PROBLEM: Please quote exactly the opening lines of the data, from the first line to the one where "pub struct PostEditor" appears.
[Opening MATERIAL SUPPLIED section]
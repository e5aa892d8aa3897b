//! Post editing session.

use std::sync::Arc;

use chrono::Utc;
use tracing::instrument;

use quillpress_client::ContentStore;
use quillpress_core::{Post, PostDraft, PostId, PostStatus, Slug, UserId, generate_slug};

use super::{EditorError, EditorState, ValidationError, conflict_notice};

/// One post editing session.
///
/// Drives the lifecycle documented on [`EditorState`]. While auto-slug mode
/// is on, title edits regenerate the slug; the first manual slug edit turns
/// the mode off for the rest of the session, permanently. Auto-slug is only
/// ever on for new posts - opening an existing record starts with it off.
pub struct PostEditor {
    store: Arc<dyn ContentStore>,
    id: Option<PostId>,
    state: EditorState,
    title: String,
    slug: String,
    content: String,
    excerpt: String,
    cover_image: String,
    status: PostStatus,
    author_id: Option<UserId>,
    auto_slug: bool,
    notice: Option<String>,
}

impl PostEditor {
    /// Start a session for a new post.
    ///
    /// `author_id` comes from the active session and is stamped into the
    /// write payload at submit time; it may be absent for anonymous use.
    #[must_use]
    pub fn new(store: Arc<dyn ContentStore>, author_id: Option<UserId>) -> Self {
        Self {
            store,
            id: None,
            state: EditorState::Editing,
            title: String::new(),
            slug: String::new(),
            content: String::new(),
            excerpt: String::new(),
            cover_image: String::new(),
            status: PostStatus::Draft,
            author_id,
            auto_slug: true,
            notice: None,
        }
    }

    /// Start a session editing an existing post.
    ///
    /// # Errors
    ///
    /// [`EditorError::NotFound`] when no such post exists, or the underlying
    /// API error on transport failure. Both are terminal for this session:
    /// the caller surfaces a notice and returns to the list view.
    #[instrument(skip(store))]
    pub async fn open(
        store: Arc<dyn ContentStore>,
        id: PostId,
        author_id: Option<UserId>,
    ) -> Result<Self, EditorError> {
        let mut editor = Self {
            state: EditorState::Loading,
            id: Some(id),
            auto_slug: false,
            ..Self::new(store, author_id)
        };

        let post = editor
            .store
            .get_post(id)
            .await?
            .ok_or(EditorError::NotFound)?;

        editor.title = post.title;
        editor.slug = post.slug;
        editor.content = post.content;
        editor.excerpt = post.excerpt;
        editor.cover_image = post.cover_image.unwrap_or_default();
        editor.status = post.status;
        editor.state = EditorState::Editing;
        Ok(editor)
    }

    /// Update the title, regenerating the slug while auto-slug mode is on.
    pub fn set_title(&mut self, title: &str) {
        self.title = title.to_string();
        if self.auto_slug && self.id.is_none() {
            self.slug = generate_slug(title);
        }
    }

    /// Update the slug directly. Turns auto-slug mode off for good.
    pub fn set_slug(&mut self, slug: &str) {
        self.slug = slug.to_string();
        self.auto_slug = false;
    }

    pub fn set_content(&mut self, content: &str) {
        self.content = content.to_string();
    }

    pub fn set_excerpt(&mut self, excerpt: &str) {
        self.excerpt = excerpt.to_string();
    }

    /// Update the cover image URL; empty means none.
    pub fn set_cover_image(&mut self, url: &str) {
        self.cover_image = url.to_string();
    }

    /// Select the status a plain submit will write.
    pub fn set_status(&mut self, status: PostStatus) {
        self.status = status;
    }

    /// Save with status forced to draft, regardless of the selector.
    ///
    /// # Errors
    ///
    /// See [`Self::submit`].
    pub async fn save_draft(&mut self) -> Result<Post, EditorError> {
        self.write(PostStatus::Draft).await
    }

    /// Save with status forced to published, regardless of the selector.
    ///
    /// # Errors
    ///
    /// See [`Self::submit`].
    pub async fn publish(&mut self) -> Result<Post, EditorError> {
        self.write(PostStatus::Published).await
    }

    /// Save with whatever status is currently selected.
    ///
    /// # Errors
    ///
    /// [`EditorError::Validation`] when a field fails validation (no request
    /// is sent, the session state is unchanged); [`EditorError::Api`] when
    /// the backend rejects the write (the session moves to
    /// [`EditorState::Failed`] but stays editable and retryable).
    pub async fn submit(&mut self) -> Result<Post, EditorError> {
        self.write(self.status).await
    }

    #[instrument(skip(self), fields(id = ?self.id, slug = %self.slug))]
    async fn write(&mut self, status: PostStatus) -> Result<Post, EditorError> {
        let slug = match self.validate() {
            Ok(slug) => slug,
            Err(err) => {
                self.notice = Some(err.to_string());
                return Err(err.into());
            }
        };

        self.state = EditorState::Submitting;
        self.notice = None;

        let draft = PostDraft {
            title: self.title.clone(),
            slug: slug.into_inner(),
            content: self.content.clone(),
            excerpt: self.excerpt.clone(),
            cover_image: (!self.cover_image.is_empty()).then(|| self.cover_image.clone()),
            status,
            author_id: self.author_id,
            // stamped only when a post is born published; updates omit the
            // field so an existing stamp survives
            published_at: (status == PostStatus::Published && self.id.is_none())
                .then(Utc::now),
        };

        let result = match self.id {
            Some(id) => self.store.update_post(id, &draft).await,
            None => self.store.create_post(&draft).await,
        };

        match result {
            Ok(post) => {
                self.status = status;
                self.state = EditorState::Done;
                Ok(post)
            }
            Err(err) => {
                self.notice = Some(if err.is_conflict() {
                    conflict_notice("post")
                } else {
                    err.to_string()
                });
                self.state = EditorState::Failed;
                Err(err.into())
            }
        }
    }

    fn validate(&self) -> Result<Slug, ValidationError> {
        if self.title.trim().is_empty() {
            return Err(ValidationError::MissingTitle);
        }
        Ok(Slug::parse(&self.slug)?)
    }

    #[must_use]
    pub const fn state(&self) -> EditorState {
        self.state
    }

    /// True while the session accepts edits and submissions - both before a
    /// write and after a failed one.
    #[must_use]
    pub const fn is_editable(&self) -> bool {
        matches!(self.state, EditorState::Editing | EditorState::Failed)
    }

    #[must_use]
    pub fn title(&self) -> &str {
        &self.title
    }

    #[must_use]
    pub fn slug(&self) -> &str {
        &self.slug
    }

    #[must_use]
    pub fn content(&self) -> &str {
        &self.content
    }

    #[must_use]
    pub fn excerpt(&self) -> &str {
        &self.excerpt
    }

    #[must_use]
    pub const fn status(&self) -> PostStatus {
        self.status
    }

    /// The notice to surface: a validation message or the backend's error
    /// message verbatim (conflicts get their own wording).
    #[must_use]
    pub fn notice(&self) -> Option<&str> {
        self.notice.as_deref()
    }
}

#[cfg(test)]
#[allow(clippy::unwrap_used)]
mod tests {
    use quillpress_core::validate_slug;

    use crate::test_store::{StubStore, sample_post};

    use super::*;

    fn store() -> Arc<StubStore> {
        Arc::new(StubStore::default())
    }

    #[tokio::test]
    async fn test_title_drives_slug_until_manual_edit() {
        let mut editor = PostEditor::new(store(), None);

        editor.set_title("Getting Started with Headless CMS!");
        assert_eq!(editor.slug(), "getting-started-with-headless-cms");

        editor.set_title("Another Title");
        assert_eq!(editor.slug(), "another-title");

        // manual edit turns auto-slug off permanently
        editor.set_slug("my-own-slug");
        editor.set_title("Yet Another Title");
        assert_eq!(editor.slug(), "my-own-slug");
    }

    #[tokio::test]
    async fn test_open_existing_disables_auto_slug() {
        let stub = store();
        stub.posts.lock().unwrap().push(sample_post(7, "existing-post", PostStatus::Published));

        let mut editor = PostEditor::open(stub, PostId::new(7), None).await.unwrap();
        assert_eq!(editor.slug(), "existing-post");

        editor.set_title("Renamed");
        assert_eq!(editor.slug(), "existing-post");
    }

    #[tokio::test]
    async fn test_open_missing_post_is_terminal() {
        let err = PostEditor::open(store(), PostId::new(99), None)
            .await
            .err()
            .unwrap();
        assert!(matches!(err, EditorError::NotFound));
    }

    #[tokio::test]
    async fn test_validation_blocks_write_without_request() {
        let stub = store();
        let mut editor = PostEditor::new(Arc::clone(&stub) as Arc<dyn ContentStore>, None);
        editor.set_slug("has a space");
        editor.set_title("Valid Title");

        let err = editor.submit().await.err().unwrap();
        assert!(matches!(err, EditorError::Validation(_)));
        assert!(editor.is_editable());
        assert_eq!(stub.write_count(), 0);
    }

    #[tokio::test]
    async fn test_missing_title_blocks_write() {
        let mut editor = PostEditor::new(store(), None);
        editor.set_slug("fine-slug");

        let err = editor.submit().await.err().unwrap();
        assert!(matches!(
            err,
            EditorError::Validation(ValidationError::MissingTitle)
        ));
    }

    #[tokio::test]
    async fn test_save_draft_and_publish_force_status() {
        let stub = store();

        let mut editor = PostEditor::new(Arc::clone(&stub) as Arc<dyn ContentStore>, None);
        editor.set_title("Hello World");
        editor.set_status(PostStatus::Archived);
        editor.save_draft().await.unwrap();
        assert_eq!(
            stub.posts.lock().unwrap().first().unwrap().status,
            PostStatus::Draft
        );

        let mut editor = PostEditor::new(Arc::clone(&stub) as Arc<dyn ContentStore>, None);
        editor.set_title("Second Post");
        editor.publish().await.unwrap();
        assert_eq!(
            stub.posts.lock().unwrap().get(1).unwrap().status,
            PostStatus::Published
        );
    }

    #[tokio::test]
    async fn test_publish_on_create_stamps_published_at() {
        let stub = store();

        let mut editor = PostEditor::new(Arc::clone(&stub) as Arc<dyn ContentStore>, None);
        editor.set_title("Born Published");
        let post = editor.publish().await.unwrap();
        assert!(post.published_at.is_some());

        // updates omit the stamp entirely
        let mut editor = PostEditor::open(Arc::clone(&stub) as Arc<dyn ContentStore>, post.id, None)
            .await
            .unwrap();
        editor.set_content("revised");
        editor.publish().await.unwrap();
        assert!(stub.last_post_draft().unwrap().published_at.is_none());
    }

    #[tokio::test]
    async fn test_write_failure_is_retryable_with_verbatim_message() {
        let stub = store();
        stub.fail_writes(401, "invalid token");

        let mut editor = PostEditor::new(Arc::clone(&stub) as Arc<dyn ContentStore>, None);
        editor.set_title("Hello");

        let err = editor.submit().await.err().unwrap();
        assert!(matches!(err, EditorError::Api(_)));
        assert_eq!(editor.state(), EditorState::Failed);
        assert!(editor.is_editable());
        assert_eq!(editor.notice(), Some("invalid token"));

        // retry succeeds once the backend recovers
        stub.clear_failures();
        editor.submit().await.unwrap();
        assert_eq!(editor.state(), EditorState::Done);
    }

    #[tokio::test]
    async fn test_conflict_gets_distinguished_notice() {
        let stub = store();
        stub.fail_writes(409, "duplicate key value violates unique constraint");

        let mut editor = PostEditor::new(Arc::clone(&stub) as Arc<dyn ContentStore>, None);
        editor.set_title("Hello");

        editor.submit().await.err().unwrap();
        assert_eq!(
            editor.notice(),
            Some("A post with this slug already exists. Please use a different slug.")
        );
    }

    #[tokio::test]
    async fn test_generated_slug_always_validates() {
        let stub = store();
        let mut editor = PostEditor::new(Arc::clone(&stub) as Arc<dyn ContentStore>, None);

        editor.set_title("  What's New?  (2025 Edition!)  ");
        assert!(validate_slug(editor.slug()));
        editor.submit().await.unwrap();
    }
}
[Closing MATERIAL SUPPLIED section]
RESPONSE:
repository e5aa892d8aa3897b
//! Post editing session.

use std::sync::Arc;

use chrono::Utc;
use tracing::instrument;

use quillpress_client::ContentStore;
use quillpress_core::{Post, PostDraft, PostId, PostStatus, Slug, UserId, generate_slug};

use super::{EditorError, EditorState, ValidationError, conflict_notice};

/// One post editing session.
///
/// Drives the lifecycle documented on [`EditorState`]. While auto-slug mode
/// is on, title edits regenerate the slug; the first manual slug edit turns
/// the mode off for the rest of the session, permanently. Auto-slug is only
/// ever on for new posts - opening an existing record starts with it off.
pub struct PostEditor {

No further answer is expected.